Джон повернулся в нашу сторону.
— Мсье Пуаро, мы собираемся немедленно заняться разбором маминых бумаг. Не хотите ли вы присутствовать при этом? Мистер Инглторп поручил это нам, так что его не будет.
— Что значительно облегчает дело, — пробормотал мистер Уэллс. — Хотя формально он, конечно, должен был… — он не закончил фразу, а Джон тем временем сказал Пуаро:
— Прежде всего мы осмотрим письменный стол в будуаре, а затем поднимемся в мамину спальню. Самые важные бумаги она обычно держала в розовой папке, поэтому ее надо просмотреть с особой тщательностью.
— Да, — подтвердил мистер Уэллс, — возможно, там обнаружится завещание более позднее, чем то, которое хранится у меня.
— Там действительно есть более позднее завещание, — произнес Пуаро.
— Что?! — хором воскликнули Джон и мистер Уэллс.
— Точнее, оно там было, — невозмутимо добавил мой друг.
— Что вы имеете в виду? Где оно сейчас?
— Оно сожжено.
— Сожжено?
— Да. Вот, взгляните, — и Пуаро показал им обуглившийся клочок бумаги, найденный в камине спальни миссис Инглторп, и в двух словах рассказал, как он попал к нему.

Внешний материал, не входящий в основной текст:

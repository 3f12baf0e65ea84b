//! Common error types for FollowNet

use thiserror::Error;

/// Common result type for FollowNet operations
pub type Result<T> = std::result::Result<T, Error>;

/// Common error types across FollowNet crates
#[derive(Error, Debug)]
pub enum Error {
    /// Configuration loading or validation error
    #[error("Configuration error: {0}")]
    Config(String),

    /// Encoding or decoding of an event or record failed
    #[error("Serialization error: {0}")]
    Serialization(String),
}

impl From<serde_json::Error> for Error {
    fn from(err: serde_json::Error) -> Self {
        Error::Serialization(err.to_string())
    }
}
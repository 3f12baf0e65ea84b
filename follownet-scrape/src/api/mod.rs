//! HTTP API handlers for follownet-scrape

pub mod export;
pub mod health;
pub mod scrape;
pub mod sessions;
pub mod sse;

pub use export::export_routes;
pub use health::health_routes;
pub use scrape::scrape_routes;
pub use sessions::session_routes;
pub use sse::event_stream;
//! follownet-scrape - FollowNet extraction service
//!
//! Streams follower/stargazer records extracted from social platforms over
//! SSE, with pause/resume/stop control and CSV export of finished sessions.

use std::time::Duration;

use anyhow::{Context, Result};
use clap::Parser;
use tokio::signal;
use tracing::{error, info, warn};
use tracing_subscriber::{layer::SubscriberExt, util::SubscriberInitExt};

use follownet_scrape::config::{self, Cli};
use follownet_scrape::extractor::ExtractorRegistry;
use follownet_scrape::session::{SessionManager, SessionSettings};
use follownet_scrape::{build_router, AppState};

#[tokio::main]
async fn main() -> Result<()> {
    let cli = Cli::parse();
    let config = config::resolve(&cli).context("Failed to load configuration")?;

    tracing_subscriber::registry()
        .with(
            tracing_subscriber::EnvFilter::try_from_default_env()
                .unwrap_or_else(|_| config::log_filter(&config).into()),
        )
        .with(tracing_subscriber::fmt::layer())
        .init();

    info!("Starting follownet-scrape v{}", env!("CARGO_PKG_VERSION"));
    info!("Build: {} ({})", env!("GIT_HASH"), env!("BUILD_PROFILE"));

    let extractors = ExtractorRegistry::with_defaults(&config.github)
        .context("Failed to initialize extractors")?;
    info!("Extractors: {:?}", extractors.platforms());

    let settings = SessionSettings::from(&config.sessions);
    let drain_timeout = settings.grace_period + Duration::from_secs(1);
    let sessions = SessionManager::new(extractors, settings);

    let state = AppState::new(sessions.clone(), config.cors.allowed_origins.clone());
    let app = build_router(state);

    let addr = config::listen_address(&config);
    let listener = tokio::net::TcpListener::bind(&addr)
        .await
        .with_context(|| format!("Failed to bind to {}", addr))?;
    info!("Listening on http://{}", addr);
    info!("Health check: http://{}/health", addr);

    axum::serve(listener, app)
        .with_graceful_shutdown(shutdown_signal(sessions, drain_timeout))
        .await
        .context("Server error")?;

    info!("Server shutdown complete");
    Ok(())
}

/// Wait for Ctrl+C or SIGTERM, then stop every live session
async fn shutdown_signal(sessions: SessionManager, drain_timeout: Duration) {
    let ctrl_c = async {
        if let Err(e) = signal::ctrl_c().await {
            error!("Failed to install Ctrl+C handler: {}", e);
            std::future::pending::<()>().await;
        }
    };

    #[cfg(unix)]
    let terminate = async {
        match signal::unix::signal(signal::unix::SignalKind::terminate()) {
            Ok(mut stream) => {
                stream.recv().await;
            }
            Err(e) => {
                error!("Failed to install signal handler: {}", e);
                std::future::pending::<()>().await;
            }
        }
    };

    #[cfg(not(unix))]
    let terminate = std::future::pending::<()>();

    tokio::select! {
        _ = ctrl_c => {
            info!("Received Ctrl+C, shutting down");
        },
        _ = terminate => {
            info!("Received terminate signal, shutting down");
        },
    }

    if !sessions.shutdown(drain_timeout).await {
        warn!("Some sessions did not stop in time");
    }
}
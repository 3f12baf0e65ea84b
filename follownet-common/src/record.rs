//! Extracted entity records
//!
//! One `Record` per discovered account. Records are created by extractors,
//! accepted (or dropped as duplicates) by a session's accumulator and never
//! mutated afterwards.

use chrono::{DateTime, Utc};
use serde::{Deserialize, Serialize};

use crate::platform::Platform;

/// Role the entity plays relative to the source URL
#[derive(Debug, Clone, Copy, PartialEq, Eq, Serialize, Deserialize)]
#[serde(rename_all = "snake_case")]
pub enum RecordKind {
    /// Follows the source account
    Follower,
    /// Followed by the source account
    Following,
    /// Starred the source repository
    Stargazer,
    /// Voted on the source post
    Voter,
    /// Standalone profile
    User,
}

/// Identity of a record within one session
#[derive(Debug, Clone, PartialEq, Eq, Hash)]
pub struct RecordKey {
    pub platform: Platform,
    pub username: String,
}

/// One extracted entity
#[derive(Debug, Clone, PartialEq, Serialize, Deserialize)]
pub struct Record {
    pub username: String,
    pub display_name: String,
    #[serde(default)]
    pub bio: String,
    #[serde(default)]
    pub avatar_url: String,
    #[serde(default)]
    pub profile_url: String,
    pub platform: Platform,
    #[serde(rename = "type")]
    pub kind: RecordKind,
    #[serde(default)]
    pub follower_count: Option<u64>,
    #[serde(default)]
    pub following_count: Option<u64>,
    #[serde(default)]
    pub company: String,
    #[serde(default)]
    pub location: String,
    #[serde(default)]
    pub website: String,
    /// Contact handle (Twitter/X username)
    #[serde(default)]
    pub twitter: String,
    #[serde(default)]
    pub email: String,
    /// Platform-specific extras flattened into `key: value; key: value`
    #[serde(default)]
    pub additional_info: String,
    pub scraped_at: DateTime<Utc>,
}

impl Record {
    /// Start a record with the identity fields set and everything else empty.
    /// `display_name` defaults to the username.
    pub fn new(platform: Platform, kind: RecordKind, username: impl Into<String>) -> Self {
        let username = username.into();
        Self {
            display_name: username.clone(),
            username,
            bio: String::new(),
            avatar_url: String::new(),
            profile_url: String::new(),
            platform,
            kind,
            follower_count: None,
            following_count: None,
            company: String::new(),
            location: String::new(),
            website: String::new(),
            twitter: String::new(),
            email: String::new(),
            additional_info: String::new(),
            scraped_at: Utc::now(),
        }
    }

    /// Identity key used for in-session deduplication
    pub fn key(&self) -> RecordKey {
        RecordKey {
            platform: self.platform,
            username: self.username.clone(),
        }
    }

    /// Append a `key: value` pair to `additional_info`
    pub fn push_info(&mut self, key: &str, value: impl AsRef<str>) {
        let value = value.as_ref().trim();
        if value.is_empty() {
            return;
        }
        if !self.additional_info.is_empty() {
            self.additional_info.push_str("; ");
        }
        self.additional_info.push_str(key);
        self.additional_info.push_str(": ");
        self.additional_info.push_str(value);
    }
}
//! # FollowNet Common Library
//!
//! Shared vocabulary for FollowNet services:
//! - Platform resolution (URL → platform)
//! - Extracted records and their identity keys
//! - Session control states and signals
//! - Session progress events (wire format)
//! - Configuration loading
//! - SSE helpers

pub mod config;
pub mod control;
pub mod error;
pub mod events;
pub mod platform;
pub mod record;
pub mod sse;

pub use control::{ControlSignal, ControlState};
pub use error::{Error, Result};
pub use events::{ErrorKind, ProgressEvent, ProgressFields};
pub use platform::{resolve, Platform};
pub use record::{Record, RecordKey, RecordKind};
//! HTTP Server & Routing Integration Tests
//!
//! Exercise the router with `tower::ServiceExt::oneshot` against sessions
//! backed by scripted extractors.

mod helpers;

use std::time::Duration;

use axum::body::Body;
use axum::http::{header, Method, Request, StatusCode};
use axum::response::Response;
use follownet_common::ControlState;
use follownet_scrape::session::SessionRequest;
use follownet_scrape::{build_router, AppState};
use helpers::*;
use http_body_util::BodyExt;
use serde_json::{json, Value};
use tower::ServiceExt;

const ORIGIN: &str = "http://localhost:3000";

fn test_app_state(extractor: ScriptedExtractor) -> AppState {
    AppState::new(manager_with(extractor), vec![ORIGIN.to_string()])
}

fn post_json(uri: &str, body: Value) -> Request<Body> {
    Request::builder()
        .method(Method::POST)
        .uri(uri)
        .header(header::CONTENT_TYPE, "application/json")
        .body(Body::from(body.to_string()))
        .unwrap()
}

fn get(uri: &str) -> Request<Body> {
    Request::builder().uri(uri).body(Body::empty()).unwrap()
}

fn post(uri: &str) -> Request<Body> {
    Request::builder()
        .method(Method::POST)
        .uri(uri)
        .body(Body::empty())
        .unwrap()
}

async fn body_text(response: Response) -> String {
    let bytes = tokio::time::timeout(PATIENCE, response.into_body().collect())
        .await
        .expect("body did not finish")
        .unwrap()
        .to_bytes();
    String::from_utf8(bytes.to_vec()).unwrap()
}

async fn body_json(response: Response) -> Value {
    serde_json::from_str(&body_text(response).await).unwrap()
}

/// JSON payloads of every `data:` line in an SSE body
fn sse_payloads(body: &str) -> Vec<Value> {
    body.lines()
        .filter_map(|line| line.strip_prefix("data: "))
        .filter_map(|data| serde_json::from_str(data).ok())
        .collect()
}

fn payload_types(payloads: &[Value]) -> Vec<String> {
    payloads
        .iter()
        .filter(|p| p["type"] != "progress")
        .map(|p| p["type"].as_str().unwrap_or_default().to_string())
        .collect()
}

#[tokio::test]
async fn health_reports_module_and_platforms() {
    // Given: a fresh service
    let app = build_router(test_app_state(ScriptedExtractor::records(&["a"])));

    // When: GET /health
    let response = app.oneshot(get("/health")).await.unwrap();

    // Then: module identity and extractor list
    assert_eq!(response.status(), StatusCode::OK);
    let json = body_json(response).await;
    assert_eq!(json["status"], "ok");
    assert_eq!(json["module"], "follownet-scrape");
    assert_eq!(json["active_sessions"], 0);
    assert_eq!(json["platforms"], json!(["github"]));
    assert!(json["version"].is_string());
}

#[tokio::test]
async fn root_route_reports_running() {
    let app = build_router(test_app_state(ScriptedExtractor::records(&["a"])));

    let response = app.oneshot(get("/")).await.unwrap();

    assert_eq!(response.status(), StatusCode::OK);
    assert_eq!(
        body_json(response).await["message"],
        "FollowNet API is running"
    );
}

#[tokio::test]
async fn stream_endpoint_serves_session_events() {
    // Given: three followers available
    let app = build_router(test_app_state(ScriptedExtractor::records(&[
        "alice", "bob", "carol",
    ])));

    // When: POST /api/scrape/stream
    let response = app
        .oneshot(post_json(
            "/api/scrape/stream",
            json!({ "url": "https://github.com/octocat", "max_users": 2 }),
        ))
        .await
        .unwrap();

    // Then: an SSE response tagged with the session id
    assert_eq!(response.status(), StatusCode::OK);
    let content_type = response.headers()[header::CONTENT_TYPE].to_str().unwrap();
    assert!(content_type.starts_with("text/event-stream"), "{}", content_type);
    let session_id = response.headers()["x-session-id"]
        .to_str()
        .unwrap()
        .to_string();

    let body = body_text(response).await;
    assert!(body.contains("event: user_completed"));
    let payloads = sse_payloads(&body);
    assert_eq!(
        payload_types(&payloads),
        ["start", "platform", "user_completed", "user_completed", "complete"]
    );
    assert_eq!(payloads[0]["session_id"], session_id.as_str());
    assert_eq!(payloads[1]["platform"], "github");
    assert_eq!(payloads[2]["user_data"]["username"], "alice");

    let last = payloads.last().unwrap();
    assert_eq!(last["total"], 2);
    assert_eq!(last["data"].as_array().unwrap().len(), 2);
    assert_eq!(
        last["download_url"],
        format!("/api/export-csv/{}", session_id).as_str()
    );
}

#[tokio::test]
async fn finished_session_exports_csv() {
    // Given: a session that ran to completion
    let app = build_router(test_app_state(ScriptedExtractor::records(&["alice", "bob"])));
    let response = app
        .clone()
        .oneshot(post_json(
            "/api/scrape/stream",
            json!({ "url": "https://github.com/octocat/followers" }),
        ))
        .await
        .unwrap();
    let session_id = response.headers()["x-session-id"]
        .to_str()
        .unwrap()
        .to_string();
    body_text(response).await;

    // When: GET /api/export-csv/:id
    let response = app
        .oneshot(get(&format!("/api/export-csv/{}", session_id)))
        .await
        .unwrap();

    // Then: a CSV attachment with one row per record
    assert_eq!(response.status(), StatusCode::OK);
    assert!(response.headers()[header::CONTENT_TYPE]
        .to_str()
        .unwrap()
        .starts_with("text/csv"));
    let disposition = response.headers()[header::CONTENT_DISPOSITION]
        .to_str()
        .unwrap()
        .to_string();
    assert!(
        disposition.starts_with("attachment; filename=follownet_github_data_"),
        "{}",
        disposition
    );
    assert!(disposition.ends_with(".csv"));

    let csv = body_text(response).await;
    let mut lines = csv.lines();
    assert!(lines.next().unwrap().starts_with("username,display_name,bio"));
    assert_eq!(lines.count(), 2);
}

#[tokio::test]
async fn export_of_unknown_session_is_not_found() {
    let app = build_router(test_app_state(ScriptedExtractor::records(&["a"])));

    let response = app
        .oneshot(get(&format!("/api/export-csv/{}", uuid::Uuid::new_v4())))
        .await
        .unwrap();

    assert_eq!(response.status(), StatusCode::NOT_FOUND);
    assert_eq!(body_json(response).await["error"]["code"], "NOT_FOUND");
}

#[tokio::test]
async fn unsupported_stream_request_yields_single_error_event() {
    let app = build_router(test_app_state(ScriptedExtractor::records(&["a"])));

    let response = app
        .oneshot(post_json(
            "/api/scrape/stream",
            json!({ "url": "https://example.com/people" }),
        ))
        .await
        .unwrap();

    assert_eq!(response.status(), StatusCode::OK);
    assert!(response.headers().get("x-session-id").is_none());
    let payloads = sse_payloads(&body_text(response).await);
    assert_eq!(payloads.len(), 1);
    assert_eq!(payloads[0]["type"], "error");
    assert_eq!(payloads[0]["kind"], "unsupported_platform");
}

#[tokio::test]
async fn scrape_endpoint_returns_summary() {
    let app = build_router(test_app_state(ScriptedExtractor::records(&["alice", "bob"])));

    let response = app
        .oneshot(post_json(
            "/api/scrape",
            json!({ "url": "https://github.com/octocat", "max_users": "unlimited", "page": 2 }),
        ))
        .await
        .unwrap();

    assert_eq!(response.status(), StatusCode::OK);
    let json = body_json(response).await;
    assert_eq!(json["success"], true);
    assert_eq!(json["platform"], "github");
    assert_eq!(json["total_extracted"], 2);
    assert_eq!(json["current_page"], 2);
    assert_eq!(json["data"][1]["username"], "bob");
    assert!(json["download_url"]
        .as_str()
        .unwrap()
        .starts_with("/api/export-csv/"));
}

#[tokio::test]
async fn scrape_endpoint_with_no_results_is_not_successful() {
    let app = build_router(test_app_state(ScriptedExtractor::records(&[])));

    let response = app
        .oneshot(post_json(
            "/api/scrape",
            json!({ "url": "https://github.com/octocat" }),
        ))
        .await
        .unwrap();

    assert_eq!(response.status(), StatusCode::OK);
    let json = body_json(response).await;
    assert_eq!(json["success"], false);
    assert_eq!(json["message"], "No data found");
    assert!(json.get("download_url").is_none());
}

#[tokio::test]
async fn scrape_endpoint_rejects_bad_requests() {
    let app = build_router(test_app_state(ScriptedExtractor::records(&["a"])));

    for body in [
        json!({ "url": "https://example.com/people" }),
        json!({ "url": "https://github.com/octocat", "max_users": 0 }),
        json!({ "url": "https://github.com/octocat", "page": -1 }),
    ] {
        let response = app
            .clone()
            .oneshot(post_json("/api/scrape", body.clone()))
            .await
            .unwrap();
        assert_eq!(response.status(), StatusCode::BAD_REQUEST, "{}", body);
        assert_eq!(body_json(response).await["error"]["code"], "BAD_REQUEST");
    }
}

#[tokio::test]
async fn control_of_unknown_session_is_not_found() {
    let app = build_router(test_app_state(ScriptedExtractor::records(&["a"])));
    let id = uuid::Uuid::new_v4();

    for request in [
        post(&format!("/api/sessions/{}/pause", id)),
        post(&format!("/api/sessions/{}/resume", id)),
        post(&format!("/api/sessions/{}/stop", id)),
        get(&format!("/api/sessions/{}", id)),
    ] {
        let response = app.clone().oneshot(request).await.unwrap();
        assert_eq!(response.status(), StatusCode::NOT_FOUND);
    }
}

#[tokio::test]
async fn malformed_session_id_is_bad_request() {
    let app = build_router(test_app_state(ScriptedExtractor::records(&["a"])));

    let response = app
        .oneshot(post("/api/sessions/not-a-uuid/pause"))
        .await
        .unwrap();

    assert_eq!(response.status(), StatusCode::BAD_REQUEST);
}

#[tokio::test]
async fn live_session_is_controlled_over_http() {
    // Given: a slow session started directly on the manager
    let state = test_app_state(ScriptedExtractor::numbered(100).with_delay(Duration::from_millis(20)));
    let app = build_router(state.clone());
    let mut stream = state
        .sessions
        .create(SessionRequest::new("https://github.com/octocat").with_limit(100))
        .await;
    let id = stream.session_id.unwrap();

    // Then: it is listed with its status
    let response = app.clone().oneshot(get("/api/sessions")).await.unwrap();
    let listed = body_json(response).await;
    assert_eq!(listed.as_array().unwrap().len(), 1);
    assert_eq!(listed[0]["session_id"], id.to_string().as_str());

    // When: paused over HTTP
    let response = app
        .clone()
        .oneshot(post(&format!("/api/sessions/{}/pause", id)))
        .await
        .unwrap();
    assert_eq!(response.status(), StatusCode::OK);
    let json = body_json(response).await;
    assert_eq!(json["accepted"], true);
    assert_eq!(json["state"], "paused");

    let response = app
        .clone()
        .oneshot(get(&format!("/api/sessions/{}", id)))
        .await
        .unwrap();
    assert_eq!(body_json(response).await["phase"], "paused");

    // And: pausing again is acknowledged without effect
    let response = app
        .clone()
        .oneshot(post(&format!("/api/sessions/{}/pause", id)))
        .await
        .unwrap();
    assert_eq!(response.status(), StatusCode::OK);
    assert_eq!(body_json(response).await["accepted"], false);

    // When: stopped over HTTP
    let response = app
        .clone()
        .oneshot(post(&format!("/api/sessions/{}/stop", id)))
        .await
        .unwrap();
    assert_eq!(body_json(response).await["state"], "stopping");

    // Then: the event stream acknowledges both and ends stopped
    let events = collect(&mut stream.events).await;
    let acks: Vec<ControlState> = events
        .iter()
        .filter_map(|e| match e {
            follownet_common::ProgressEvent::ControlAcknowledged { state, .. } => Some(*state),
            _ => None,
        })
        .collect();
    assert_eq!(acks, [ControlState::Paused, ControlState::Stopping]);
    assert_eq!(types(&events).last(), Some(&"stopped"));

    wait_until_idle(&state.sessions).await;
    let response = app.oneshot(get("/api/sessions")).await.unwrap();
    assert_eq!(body_json(response).await, json!([]));
}

#[tokio::test]
async fn cors_preflight_allows_configured_origin() {
    let app = build_router(test_app_state(ScriptedExtractor::records(&["a"])));

    let response = app
        .oneshot(
            Request::builder()
                .method(Method::OPTIONS)
                .uri("/api/scrape/stream")
                .header(header::ORIGIN, ORIGIN)
                .header(header::ACCESS_CONTROL_REQUEST_METHOD, "POST")
                .body(Body::empty())
                .unwrap(),
        )
        .await
        .unwrap();

    assert!(response.status().is_success());
    assert_eq!(
        response.headers()[header::ACCESS_CONTROL_ALLOW_ORIGIN],
        ORIGIN
    );
}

— Но может быть, это старое завещание? — Не думаю. Более того, я уверен, что оно составлено вчера.
— Что?! Это невозможно, — снова хором воскликнули наши собеседники.
Пуаро повернулся к Джону.
— Если вы позовете садовника, я смогу это доказать.
— Да, конечно, но я не понимаю при чем тут…
— Сделайте то, что я говорю, а потом я отвечу на все ваши вопросы, — перебил его Пуаро.
— Хорошо.
Он позвонил в колокольчик, и в дверях появилась Доркас.
— Доркас, мне надо поговорить с Манингом, пусть он зайдет сюда.
— Да, сэр, — ответила Доркас и вышла. Наступила напряженная тишина, один лишь Пуаро сохранял полное спокойствие. Он обнаружил островок пыли на стекле книжного шкафа и рассеянно стирал его. Вскоре за окном послышался скрип гравия под тяжелыми подбитыми гвоздями сапогами. Это был Манинг. Джон взглянул на Пуаро, тот кивнул.